[Pharm-policy] USA seeks to remove IPR section from AIDS resolution at WHO
James Love
love@cptech.org
Tue, 25 Jan 2000 16:37:34 -0500 (EST)
I just heard from people on the ground in Geneva, that the US Government
is lobbying to remove language in the World Health Assembly Executive
Board Resolution on HIV/AIDS (EB 105/12, on the web at
(http://www.who.org/wha-1998/EB105/PDF/ee12.pdf).

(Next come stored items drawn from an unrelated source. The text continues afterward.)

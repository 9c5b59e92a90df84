//! Thread-safe configuration storage.

use std::path::{Path, PathBuf};
use std::sync::{Arc, RwLock};

use crate::config::types::Config;

/// Shared config container handed to the shell.
///
/// Reads clone the current snapshot; the lock is only held for the copy.
#[derive(Clone)]
pub struct ConfigStore {
    inner: Arc<RwLock<Config>>,
    path: PathBuf,
}

impl ConfigStore {
    /// Create a new ConfigStore from initial config and path.
    pub fn new(config: Config, path: PathBuf) -> Self {
        Self {
            inner: Arc::new(RwLock::new(config)),
            path,
        }
    }

    /// Get a clone of the current config.
    pub fn get(&self) -> Config {
        self.inner.read().expect("config lock poisoned").clone()
    }

    /// Get the config file path.
    pub fn path(&self) -> &Path {
        &self.path
    }
}
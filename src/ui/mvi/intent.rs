//! Base trait for intents.

/// Marker trait for intent objects.
///
/// An intent is one discrete thing that happened: a key press, a drop, a
/// counter step. Reducers consume intents to produce the next state.
pub trait Intent: Send + 'static {}
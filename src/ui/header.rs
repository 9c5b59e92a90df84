use crate::ui::app::{App, Screen};
use crate::ui::theme::{GLOBAL_BORDER, GOLD_ACCENT, HEADER_TEXT, HINT_TEXT};
use ratatui::style::{Modifier, Style};
use ratatui::text::{Line, Span};
use ratatui::widgets::{Block, Borders, Paragraph};

pub struct Header;

impl Header {
    pub fn new() -> Self {
        Self
    }

    pub fn widget(&self, app: &App) -> Paragraph<'static> {
        let (screen_name, counter_label, counter) = match app.screen() {
            Screen::Board => ("DUEL", "ROUND", app.round()),
            Screen::Points => ("POINTS", "CYCLE", app.cycle()),
        };
        let separator_style = Style::default().fg(HINT_TEXT);
        let line = Line::from(vec![
            Span::styled(
                "  DUELCALC",
                Style::default().fg(GOLD_ACCENT).add_modifier(Modifier::BOLD),
            ),
            Span::styled("  │  ", separator_style),
            Span::styled(screen_name.to_string(), Style::default().fg(HEADER_TEXT)),
            Span::styled("  │  ", separator_style),
            Span::styled(
                format!("{} {}", counter_label, counter),
                Style::default().fg(HEADER_TEXT),
            ),
        ]);

        Paragraph::new(line).block(
            Block::default()
                .borders(Borders::TOP | Borders::BOTTOM)
                .border_style(Style::default().fg(GLOBAL_BORDER)),
        )
    }
}
use duelcalc::eval::evaluate;

// -- plain arithmetic ---------------------------------------------------------

#[test]
fn empty_input_is_zero() {
    assert_eq!(evaluate(""), 0);
}

#[test]
fn default_zero_is_zero() {
    assert_eq!(evaluate("0"), 0);
}

#[test]
fn single_number() {
    assert_eq!(evaluate("42"), 42);
}

#[test]
fn addition_and_subtraction_left_to_right() {
    assert_eq!(evaluate("12+3-5"), 10);
}

#[test]
fn multiplication_binds_tighter_than_addition() {
    assert_eq!(evaluate("2+3×4"), 14);
}

#[test]
fn division_floors() {
    assert_eq!(evaluate("7÷2"), 3);
}

#[test]
fn fractions_survive_until_the_final_floor() {
    // 7/2 = 3.5 stays fractional through the multiply.
    assert_eq!(evaluate("7÷2×2"), 7);
}

#[test]
fn keypad_glyphs_normalize() {
    assert_eq!(evaluate("6×7"), 42);
    assert_eq!(evaluate("8÷4"), 2);
}

#[test]
fn leading_zeroes_parse() {
    assert_eq!(evaluate("007"), 7);
}

#[test]
fn unary_minus_clamps_to_zero() {
    assert_eq!(evaluate("-5"), 0);
}

#[test]
fn negative_result_clamps_to_zero() {
    assert_eq!(evaluate("3-10"), 0);
}

#[test]
fn negative_product_clamps_to_zero() {
    assert_eq!(evaluate("5×-2"), 0);
}

// -- fallback -----------------------------------------------------------------

#[test]
fn trailing_operator_falls_back_to_leading_integer() {
    assert_eq!(evaluate("12+"), 12);
}

#[test]
fn division_by_zero_falls_back_to_leading_integer() {
    assert_eq!(evaluate("12÷0"), 12);
}

#[test]
fn leading_operator_falls_back_to_zero() {
    assert_eq!(evaluate("×3"), 0);
}

#[test]
fn negative_fallback_clamps_to_zero() {
    assert_eq!(evaluate("-7+"), 0);
}

// -- results stay non-negative ------------------------------------------------

#[test]
fn results_are_never_negative() {
    for input in ["1-2", "0-0", "9÷2-5", "-1×3", "2×2-9", "÷", "--", "8÷0-1"] {
        assert!(evaluate(input) >= 0, "evaluate({:?}) went negative", input);
    }
}
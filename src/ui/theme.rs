use ratatui::style::Color;

pub const GOLD_ACCENT: Color = Color::Rgb(0xd4, 0xaf, 0x37);
pub const CARD_RED: Color = Color::Rgb(0x6d, 0x18, 0x18);
pub const CARD_TEXT: Color = Color::Rgb(0xf5, 0xe6, 0xb3);
pub const HEADER_TEXT: Color = Color::Rgb(0xe5, 0xe5, 0xe5);
pub const HINT_TEXT: Color = Color::Rgb(0x6b, 0x72, 0x80);
pub const GLOBAL_BORDER: Color = Color::Rgb(0x40, 0x40, 0x40);
pub const SELECTED_HIGHLIGHT: Color = Color::Rgb(0x26, 0x26, 0x26);
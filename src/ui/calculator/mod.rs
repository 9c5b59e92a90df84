//! Calculator session feature module.
//!
//! The modal keypad that edits one card slot at a time: opened by
//! activating a slot, closed by confirm or cancel, input discarded either
//! way.
//!
//! # Architecture
//!
//! Uses MVI (Model-View-Intent) pattern:
//! - `state.rs` - Session state (`Hidden` or `Open` over a target slot)
//! - `intent.rs` - Keypad keys and session events
//! - `reducer.rs` - Input editing transitions (pure, no side effects)

mod intent;
mod reducer;
mod state;

pub use intent::{CalculatorIntent, KeypadKey};
pub use reducer::CalculatorReducer;
pub use state::CalculatorState;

The Clinton/Gore administration is apparently working with the
International Federation of Pharmaceutical Manufacturers, Merck and
other parties to remove this language from page 6 of the HIV/AIDS
resolution:
The Executive Board . . . REQUESTS the Director-General:
7) on their request, to advise governments
on their options under the Agreement on
Trade-Related Aspects of Intellectual Property
Rights (TRIPS) to increase their capacity to
negotiate for more affordable HIV/AIDS-related
drugs;
This is similar to the language that passed the World Health Assembly
in 1999, after a bitter two year fight between the developed and the
developing countries. The drug companies are very unhappy having the
WHO involved in these trade issues, but the USG supposedly just endorsed
this for our own trade policy.
This is a strange development, coming so soon after Vice President
Gore and President Clinton's recent speeches on HIV/AIDs and US trade
policy. According to one MSF official, "it is same old same old
policy" from the US, and the "US embassy is all over this."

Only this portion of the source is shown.